This Morning’s Dr Ranj Singh has shared a grim insight into the current state of the NHS hospital where he works which he says is at ‘breaking point’ over rising covid cases.
When he is not offering advice to viewers on the ITV’s flagship daytime show, Dr Ranj works in an intensive care unit for children at a London hospital.
He said staff, who are already been pushed to the brink, are ‘devastated’ by a new variant of the deadly virus that is spreading ‘fifty to seventy percent faster.’
Speaking on Times Radio today, Dr Ranj said parts of his department have had to be converted into a ward for adult coronavirus patients to meet the huge demand for beds.
He warned that the intensive care unit is now so busy staff are unable to provide proper care to the ‘extremely sick’ people who need it.
Dr Ranj said this has had a ripple effect throughout the hospital as over-stretched and ‘exhausted’ staff cannot provide other services as normal.
“Our intensive care unit is the busiest it’s ever been,” he admitted.
“And what we need to remember is that we expanded our extensive care unit capacity by over 200% and despite doing that we are still filling up.
“What does that mean? It means that firstly we are unable to provide intensive care to those extremely sick people that are coming in with coronavirus that need it but secondly it has a knock on effect on all the other services that we are able to provide. So we are able to provide less and less normal, usual care for all the other things that happen to us,” he told host Hugo Rikind.

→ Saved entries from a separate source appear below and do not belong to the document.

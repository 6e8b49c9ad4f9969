//! # engine_component
//!
//! Leaf primitives shared by every world: what an entity id is, how a
//! component type is identified and addressed in a presence bitmask, and how
//! a query predicate is described.
//!
//! This crate provides:
//!
//! - [`Entity`] — lightweight `u32` entity identifiers.
//! - [`Component`] / [`ComponentTypeId`] — FNV-1a derived component identity.
//! - [`ComponentBit`] — word/bit address of a component in a presence mask.
//! - [`SparseSet`] — O(1) id membership with dense iteration.
//! - [`QueryDescriptor`] — all/any/none component-presence predicates.

pub mod component;
pub mod entity;
pub mod query;
pub mod sparse_set;

pub use component::{Component, ComponentBit, ComponentTypeId, WORD_BITS};
pub use entity::Entity;
pub use query::QueryDescriptor;
pub use sparse_set::SparseSet;
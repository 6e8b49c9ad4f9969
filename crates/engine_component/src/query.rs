//! Query descriptors: component-presence predicates.
//!
//! A [`QueryDescriptor`] states which component types an entity must have
//! (`all`), may have at least one of (`any`), and must not have (`none`).
//! Worlds compile descriptors into per-word bitmasks and keep a live result
//! set for each one.

use serde::{Deserialize, Serialize};

use crate::component::{Component, ComponentTypeId};

/// A component-presence predicate.
///
/// Term lists are kept sorted and deduplicated, so two descriptors built
/// from the same terms in a different order compare (and hash) equal. This
/// holds for deserialized descriptors too.
#[derive(Debug, Clone, Default, PartialEq, Eq, Hash, Serialize, Deserialize)]
#[serde(from = "DescriptorTerms")]
pub struct QueryDescriptor {
    all: Vec<ComponentTypeId>,
    any: Vec<ComponentTypeId>,
    none: Vec<ComponentTypeId>,
}

/// Wire form of a descriptor, normalized on the way in.
#[derive(Default, Deserialize)]
#[serde(default)]
struct DescriptorTerms {
    all: Vec<ComponentTypeId>,
    any: Vec<ComponentTypeId>,
    none: Vec<ComponentTypeId>,
}

impl From<DescriptorTerms> for QueryDescriptor {
    fn from(terms: DescriptorTerms) -> Self {
        Self {
            all: normalized(terms.all),
            any: normalized(terms.any),
            none: normalized(terms.none),
        }
    }
}

impl QueryDescriptor {
    /// Create a new empty descriptor. An empty descriptor matches every
    /// alive entity.
    #[must_use]
    pub fn new() -> Self {
        Self::default()
    }

    /// Require a component type.
    #[must_use]
    pub fn all(mut self, type_id: ComponentTypeId) -> Self {
        insert_sorted(&mut self.all, type_id);
        self
    }

    /// Accept entities that have at least one of the `any` types.
    #[must_use]
    pub fn any(mut self, type_id: ComponentTypeId) -> Self {
        insert_sorted(&mut self.any, type_id);
        self
    }

    /// Exclude entities that have a component type.
    #[must_use]
    pub fn none(mut self, type_id: ComponentTypeId) -> Self {
        insert_sorted(&mut self.none, type_id);
        self
    }

    /// Typed form of [`QueryDescriptor::all`].
    #[must_use]
    pub fn with<T: Component>(self) -> Self {
        self.all(T::component_type_id())
    }

    /// Typed form of [`QueryDescriptor::none`].
    #[must_use]
    pub fn without<T: Component>(self) -> Self {
        self.none(T::component_type_id())
    }

    /// Types that must all be present, ascending.
    #[must_use]
    pub fn required(&self) -> &[ComponentTypeId] {
        &self.all
    }

    /// Types of which at least one must be present, ascending. Empty means
    /// no `any` constraint.
    #[must_use]
    pub fn any_of(&self) -> &[ComponentTypeId] {
        &self.any
    }

    /// Types that must be absent, ascending.
    #[must_use]
    pub fn excluded(&self) -> &[ComponentTypeId] {
        &self.none
    }

    /// Returns `true` if the descriptor has no `all` or `any` terms, meaning
    /// an entity with zero components can already satisfy it.
    #[must_use]
    pub fn is_exclusion_only(&self) -> bool {
        self.all.is_empty() && self.any.is_empty()
    }

    /// Every component type the descriptor mentions, in `all`, `any`, `none`
    /// order.
    pub fn component_types(&self) -> impl Iterator<Item = ComponentTypeId> + '_ {
        self.all
            .iter()
            .chain(self.any.iter())
            .chain(self.none.iter())
            .copied()
    }
}

fn normalized(mut terms: Vec<ComponentTypeId>) -> Vec<ComponentTypeId> {
    terms.sort_unstable();
    terms.dedup();
    terms
}

fn insert_sorted(terms: &mut Vec<ComponentTypeId>, type_id: ComponentTypeId) {
    if let Err(pos) = terms.binary_search(&type_id) {
        terms.insert(pos, type_id);
    }
}
//! Component type identity and presence-bit addressing.
//!
//! This core never sees component data. A component type matters only as a
//! [`ComponentTypeId`], which each world maps to a [`ComponentBit`]: a bit
//! position inside one of the world's 64-bit presence words.
//!
//! ## Type identity
//!
//! [`ComponentTypeId`] is derived from the component's **string name** using
//! the FNV-1a 64-bit hash algorithm, so the same name always yields the same
//! id regardless of which process or world registers it.

use serde::{Deserialize, Serialize};

/// Number of component bits held by one presence word.
pub const WORD_BITS: usize = u64::BITS as usize;

/// A unique identifier for a component type, derived from its string name
/// using the FNV-1a 64-bit hash algorithm.
#[derive(Debug, Clone, Copy, PartialEq, Eq, Hash, Serialize, Deserialize, PartialOrd, Ord)]
pub struct ComponentTypeId(pub u64);

impl ComponentTypeId {
    /// FNV-1a 64-bit offset basis.
    const FNV_OFFSET_BASIS: u64 = 0xcbf2_9ce4_8422_2325;

    /// FNV-1a 64-bit prime.
    const FNV_PRIME: u64 = 0x0100_0000_01b3;

    /// Compute the [`ComponentTypeId`] from a component's string name.
    ///
    /// ```text
    /// hash = 0xcbf29ce484222325
    /// for each byte in name.as_bytes():
    ///     hash = hash XOR byte
    ///     hash = hash * 0x00000100000001b3
    /// ```
    #[must_use]
    pub const fn from_name(name: &str) -> Self {
        let bytes = name.as_bytes();
        let mut hash = Self::FNV_OFFSET_BASIS;
        let mut i = 0;
        while i < bytes.len() {
            hash ^= bytes[i] as u64;
            hash = hash.wrapping_mul(Self::FNV_PRIME);
            i += 1;
        }
        Self(hash)
    }

    /// Compute the [`ComponentTypeId`] for a Rust component type `T`.
    #[must_use]
    pub fn of<T: Component>() -> Self {
        Self::from_name(T::type_name())
    }
}

impl std::fmt::Display for ComponentTypeId {
    fn fmt(&self, f: &mut std::fmt::Formatter<'_>) -> std::fmt::Result {
        write!(f, "Component({:#018x})", self.0)
    }
}

/// Marker trait for Rust types used as components.
///
/// Only the name matters here; field storage belongs to the component store
/// that sits next to this core.
///
/// ```rust
/// use engine_component::{Component, ComponentTypeId};
///
/// struct Health;
///
/// impl Component for Health {
///     fn type_name() -> &'static str { "Health" }
/// }
///
/// assert_eq!(Health::component_type_id(), ComponentTypeId::from_name("Health"));
/// ```
pub trait Component: Send + Sync + 'static {
    /// A human-readable name for this component type.
    fn type_name() -> &'static str;

    /// Returns the [`ComponentTypeId`] for this component.
    fn component_type_id() -> ComponentTypeId {
        ComponentTypeId::from_name(Self::type_name())
    }
}

/// The location of one component type inside a world's presence bitmask.
#[derive(Debug, Clone, Copy, PartialEq, Eq, Hash)]
pub struct ComponentBit {
    /// Index of the presence word.
    pub word: usize,
    /// Single-bit mask within that word.
    pub mask: u64,
}

impl ComponentBit {
    /// Bit address of the `position`-th registered component type.
    #[must_use]
    pub const fn from_position(position: usize) -> Self {
        Self {
            word: position / WORD_BITS,
            mask: 1u64 << (position % WORD_BITS),
        }
    }

    /// Inverse of [`ComponentBit::from_position`].
    #[must_use]
    pub const fn position(self) -> usize {
        self.word * WORD_BITS + self.mask.trailing_zeros() as usize
    }
}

Opening up about the brutal impact the latest coronavirus surge was having on his fellow hospital workers, Dr Ranj said: “People are already exhausted from the first wave and all the pressure that we had during the course of 2020 and now this second wave is so much worse.
“They are really at breaking point so I’m urging everybody on behalf of myself and all of my colleagues, please stick to the rules and let’s protect not only ourselves but protect our NHS as well,” he urged.
“I work in a children’s intensive care unit and a section of that unit has been converted into an adult intensive care unit to help out our adult colleagues and trust me the situation is critical.
“I don’t mean to sound alarmist, I know people will have heard this time and time again but it really, really is bad. We are being devastated by this new variant that spreads fifty to seventy percent faster.”
It comes after the UK’s coronavirus death toll was reported to have rised by a further 1,248 cases on Friday, taking the total to 87,291.
At a press conference on Friday, Boris Johnson announced the UK is to close all travel corridors from Monday.
The Prime Minister said the decision has been made to ‘ protect against the risk of as yet unidentified new strains.’
The prime minister warned that the NHS was facing “extraordinary pressures”, having had the highest number of hospital admissions on a single day of the pandemic this week.